FragAttacks
- CVE identifiers: CVE-2020-24588, CVE-2020-24587, CVE-2020-24586, CVE-2020-26145, CVE-2020-26144, CVE-2020-26140, CVE-2020-26143, CVE-2020-26139, CVE-2020-26146, CVE-2020-26147, CVE-2020-26142, CVE-2020-26141
- Discoverer: Mathy Vanhoef

= FragAttacks =

Set of Wi-Fi vulnerabilities

FragAttacks, or fragmentation and aggregation attacks, are a group of Wi-Fi vulnerabilities discovered by security researcher Mathy Vanhoef. Since the vulnerabilities are design flaws in the Wi-Fi standard, any device released after 1997 could be vulnerable. The attack can be executed without special privileges.
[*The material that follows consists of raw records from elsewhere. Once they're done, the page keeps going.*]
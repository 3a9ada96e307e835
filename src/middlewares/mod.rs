//! 认证、授权与限流中间件

pub mod rate_limit;
pub mod require_jwt;
pub mod require_role;

pub use rate_limit::RateLimit;
pub use require_jwt::RequireJWT;
pub use require_role::RequireRole;

use actix_web::{HttpResponse, http::StatusCode, http::header::CONTENT_TYPE};

use crate::models::{ApiResponse, ErrorCode};

// 辅助函数：创建错误响应
pub(crate) fn create_error_response(
    status: StatusCode,
    code: ErrorCode,
    message: &str,
) -> HttpResponse {
    match status {
        StatusCode::NO_CONTENT => HttpResponse::build(status)
            .insert_header((CONTENT_TYPE, "text/plain; charset=utf-8"))
            .finish(),
        _ => HttpResponse::build(status)
            .insert_header((CONTENT_TYPE, "application/json; charset=utf-8"))
            .json(ApiResponse::<()>::error_empty(code, message)),
    }
}
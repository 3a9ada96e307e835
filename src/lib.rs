//! QuizSystem - 测验作答与批改服务
//!
//! 基于 Actix Web 构建的课程测验后端，负责作答流程、自动判分与教师批改。
//!
//! # 架构
//! - `config`: 配置管理
//! - `engine`: 作答与批改引擎
//! - `entity`: SeaORM 数据库实体
//! - `errors`: 统一错误处理
//! - `middlewares`: 认证授权与限流中间件
//! - `models`: 数据模型定义
//! - `routes`: API 路由层
//! - `runtime`: 运行时生命周期管理
//! - `services`: HTTP 服务层
//! - `storage`: 数据存储层（SeaORM / 内存）
//! - `utils`: 工具函数

pub mod config;
pub mod engine;
pub mod entity;
pub mod errors;
pub mod middlewares;
pub mod models;
pub mod routes;
pub mod runtime;
pub mod services;
pub mod storage;
pub mod utils;
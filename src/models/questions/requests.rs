use serde::Deserialize;
use ts_rs::TS;

use super::entities::QuestionType;

/// 创建题目请求
#[derive(Debug, Clone, Deserialize, TS)]
#[ts(export, export_to = "../frontend/src/types/generated/question.ts")]
pub struct CreateQuestionRequest {
    pub question_type: QuestionType,
    pub question_text: String,
    pub points: i32,
    pub explanation: Option<String>,
    #[serde(default)]
    pub options: Vec<CreateOptionRequest>,
}

/// 创建选项请求
#[derive(Debug, Clone, Deserialize, TS)]
#[ts(export, export_to = "../frontend/src/types/generated/question.ts")]
pub struct CreateOptionRequest {
    pub option_text: String,
    #[serde(default)]
    pub is_correct: bool,
}

/// 调整题目顺序请求
#[derive(Debug, Clone, Deserialize, TS)]
#[ts(export, export_to = "../frontend/src/types/generated/question.ts")]
pub struct ReorderQuestionsRequest {
    pub orders: Vec<QuestionOrder>,
}

#[derive(Debug, Clone, Deserialize, TS)]
#[ts(export, export_to = "../frontend/src/types/generated/question.ts")]
pub struct QuestionOrder {
    pub question_id: i64,
    pub order_index: i32,
}

// 用于存储层的内部参数（已通过校验）
#[derive(Debug, Clone)]
pub struct NewQuestion {
    pub quiz_id: i64,
    pub question_type: QuestionType,
    pub question_text: String,
    pub points: i32,
    pub order_index: i32,
    pub explanation: Option<String>,
    pub options: Vec<CreateOptionRequest>,
}
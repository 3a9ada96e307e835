use actix_web::{HttpRequest, HttpResponse, Result as ActixResult};

use super::GradingService;
use crate::models::ApiResponse;
use crate::services::error_response;

pub async fn get_statistics(
    service: &GradingService,
    request: &HttpRequest,
    quiz_id: i64,
) -> ActixResult<HttpResponse> {
    let engine = service.get_engine(request)?;

    match engine.get_quiz_statistics(quiz_id).await {
        Ok(stats) => Ok(HttpResponse::Ok().json(ApiResponse::success(stats, "查询成功"))),
        Err(e) => Ok(error_response(e)),
    }
}
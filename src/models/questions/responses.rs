use serde::Serialize;
use ts_rs::TS;

use super::entities::{QuestionType, QuestionWithOptions};

/// 学生作答视角的选项（不含正确答案）
#[derive(Debug, Clone, Serialize, TS)]
#[ts(export, export_to = "../frontend/src/types/generated/question.ts")]
pub struct PublicOption {
    pub id: i64,
    pub option_text: String,
}

/// 学生作答视角的题目（不含解析和正确答案）
#[derive(Debug, Clone, Serialize, TS)]
#[ts(export, export_to = "../frontend/src/types/generated/question.ts")]
pub struct PublicQuestion {
    pub id: i64,
    pub question_type: QuestionType,
    pub question_text: String,
    pub points: i32,
    pub order_index: i32,
    pub options: Vec<PublicOption>,
}

impl From<QuestionWithOptions> for PublicQuestion {
    fn from(value: QuestionWithOptions) -> Self {
        let QuestionWithOptions { question, options } = value;
        PublicQuestion {
            id: question.id,
            question_type: question.question_type,
            question_text: question.question_text,
            points: question.points,
            order_index: question.order_index,
            options: options
                .into_iter()
                .map(|o| PublicOption {
                    id: o.id,
                    option_text: o.option_text,
                })
                .collect(),
        }
    }
}
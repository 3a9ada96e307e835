use serde::Deserialize;
use ts_rs::TS;

/// 创建测验请求
#[derive(Debug, Clone, Deserialize, TS)]
#[ts(export, export_to = "../frontend/src/types/generated/quiz.ts")]
pub struct CreateQuizRequest {
    pub course_id: i64,
    pub lesson_id: Option<i64>,
    pub title: String,
    pub description: Option<String>,
    pub passing_score: i32,
    pub time_limit: Option<i32>,   // 分钟
    pub max_attempts: Option<i32>, // 不填表示不限次数
    pub shuffle_questions: Option<bool>,
    pub shuffle_options: Option<bool>,
    pub show_correct_answers: Option<bool>,
    pub is_published: Option<bool>,
}

/// 更新测验请求（发布/取消发布也通过此请求完成）
#[derive(Debug, Clone, Default, Deserialize, TS)]
#[ts(export, export_to = "../frontend/src/types/generated/quiz.ts")]
pub struct UpdateQuizRequest {
    pub title: Option<String>,
    pub description: Option<String>,
    pub passing_score: Option<i32>,
    pub time_limit: Option<i32>,
    pub max_attempts: Option<i32>,
    pub shuffle_questions: Option<bool>,
    pub shuffle_options: Option<bool>,
    pub show_correct_answers: Option<bool>,
    pub is_published: Option<bool>,
}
The attack was detailed in August 2021 at Black Hat Briefings USA and later at the USENIX 30th Security Symposium, where recordings are shared publicly. The attack does not leave any trace in the network logs.

FragAttacks demonstration by Mathy Vanhoef

== Patches ==
Vanhoef worked with the Wi-Fi Alliance to help vendors issue patches.

Microsoft started issuing patches for Windows 7 through Windows 10 on May 11, 2021.